**Requirement**
The response must consist of the lines below from the one with "shipping/tax totals and" through the one with "pub mod prelude", exactly as they appear and with both ends kept.
-=-=-=-=-
//! Facet counts for the filter sidebar.

use crate::catalog::{distinct_colors, Category, Product};
use crate::search::FilterSpec;
use serde::{Deserialize, Serialize};

/// Colors listed in the sidebar before the list is cut off.
pub const DEFAULT_COLOR_FACET_LIMIT: usize = 10;

/// A single facet value.
#[derive(Debug, Clone, Serialize, Deserialize, PartialEq, Eq)]
pub struct FacetValue {
    /// The value (color name, category slug).
    pub value: String,
    /// Human label.
    pub label: String,
    /// Number of products with this value.
    pub count: usize,
    /// Whether currently selected.
    pub selected: bool,
}

/// Colors across `products` in first-seen order, at most `limit` of them.
pub fn color_facets(products: &[Product], spec: &FilterSpec, limit: usize) -> Vec<FacetValue> {
    distinct_colors(products)
        .into_iter()
        .take(limit)
        .map(|color| FacetValue {
            count: products.iter().filter(|p| p.offers_color(&color)).count(),
            selected: spec.colors.contains(&color),
            label: color.clone(),
            value: color,
        })
        .collect()
}

/// One entry per category, counting products in `products`.
pub fn category_facets(
    categories: &[Category],
    products: &[Product],
    spec: &FilterSpec,
) -> Vec<FacetValue> {
    categories
        .iter()
        .map(|c| FacetValue {
            value: c.slug.clone(),
            label: c.name.clone(),
            count: products.iter().filter(|p| p.category == c.slug).count(),
            selected: spec.category.as_deref() == Some(c.slug.as_str()),
        })
        .collect()
}
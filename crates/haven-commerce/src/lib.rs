//! Catalog, cart and pricing logic for the Hijab Haven storefront.
//!
//! The crate is the logic behind the storefront and admin views:
//!
//! - **Catalog**: products, categories, the bundled sample catalog and
//!   dashboard stats
//! - **Cart**: line items, pure cart operations, shipping/tax totals and
//!   the per-visitor session with its wishlist and newsletter signup
//! - **Search**: the listing filter, sort keys and sidebar facets
//! - **Checkout**: customer and order shapes
//!
//! # Example
//!
//! ```rust
//! use haven_commerce::prelude::*;
//!
//! let catalog = Catalog::sample()?;
//! let scarf = catalog.product(&ProductId::new("1"))?;
//!
//! let cart = Cart::new(Currency::USD).add_item(scarf, scarf.default_selection(), 1)?;
//! let totals = cart.totals(&PricingConfig::default());
//! assert_eq!(totals.total.display(), "$97.19");
//!
//! let query = CatalogQuery::new(FilterSpec::default().in_stock(), SortKey::PriceLow);
//! let listing = query.run(&catalog.products);
//! assert!(listing.iter().all(|p| p.in_stock));
//! # Ok::<(), CommerceError>(())
//! ```

pub mod error;
pub mod ids;
pub mod money;

pub mod cart;
pub mod catalog;
pub mod checkout;
pub mod search;

pub use error::CommerceError;
pub use ids::*;
pub use money::{Currency, Money};

/// Prelude for convenient imports.
pub mod prelude {
    pub use crate::error::CommerceError;
    pub use crate::ids::*;
    pub use crate::money::{Currency, Money};

    // Catalog
    pub use crate::catalog::{Catalog, CatalogStats, Category, Product, VariantSelection};

    // Cart
    pub use crate::cart::{
        compute_totals, Cart, CartOperation, CartTotals, LineItem, Newsletter, PricingConfig,
        ShopSession, Wishlist,
    };

    // Checkout
    pub use crate::checkout::{Address, CustomerInfo, Order, OrderStatus};

    // Search
    pub use crate::search::{
        filter_products, sort_products, CatalogQuery, FacetValue, FilterSpec, PriceRange, SortKey,
    };
}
-=-=-=-=-
**Answer for the task**
//! - **Cart**: line items, pure cart operations, shipping/tax totals and
//!   the per-visitor session with its wishlist and newsletter signup
//! - **Search**: the listing filter, sort keys and sidebar facets
//! - **Checkout**: customer and order shapes
//!
//! # Example
//!
//! ```rust
//! use haven_commerce::prelude::*;
//!
//! let catalog = Catalog::sample()?;
//! let scarf = catalog.product(&ProductId::new("1"))?;
//!
//! let cart = Cart::new(Currency::USD).add_item(scarf, scarf.default_selection(), 1)?;
//! let totals = cart.totals(&PricingConfig::default());
//! assert_eq!(totals.total.display(), "$97.19");
//!
//! let query = CatalogQuery::new(FilterSpec::default().in_stock(), SortKey::PriceLow);
//! let listing = query.run(&catalog.products);
//! assert!(listing.iter().all(|p| p.in_stock));
//! # Ok::<(), CommerceError>(())
//! ```

pub mod error;
pub mod ids;
pub mod money;

pub mod cart;
pub mod catalog;
pub mod checkout;
pub mod search;

pub use error::CommerceError;
pub use ids::*;
pub use money::{Currency, Money};

/// Prelude for convenient imports.
pub mod prelude {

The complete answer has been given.